===== Recorded data =====

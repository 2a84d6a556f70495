//! Build script for chainward
//!
//! Embeds build-time information (git commit, dirty status, build timestamp)
//! and lets packagers bake in a default firewall tool path.

fn main() {
    // Re-run build if the packager override changes
    println!("cargo:rerun-if-env-changed=CHAINWARD_SYSTEM_IPTABLES_PATH");

    shadow_rs::ShadowBuilder::builder()
        .build()
        .expect("Failed to generate build info");
}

=====

What is needed: Here the goal is to repeat each entry exactly.

Written answer:
repository 2a84d6a556f70495
//! Build script for chainward
//!
//! Embeds build-time information (git commit, dirty status, build timestamp)
//! and lets packagers bake in a default firewall tool path.

fn main() {
    // Re-run build if the packager override changes
    println!("cargo:rerun-if-env-changed=CHAINWARD_SYSTEM_IPTABLES_PATH");

    shadow_rs::ShadowBuilder::builder()
        .build()
        .expect("Failed to generate build info");
}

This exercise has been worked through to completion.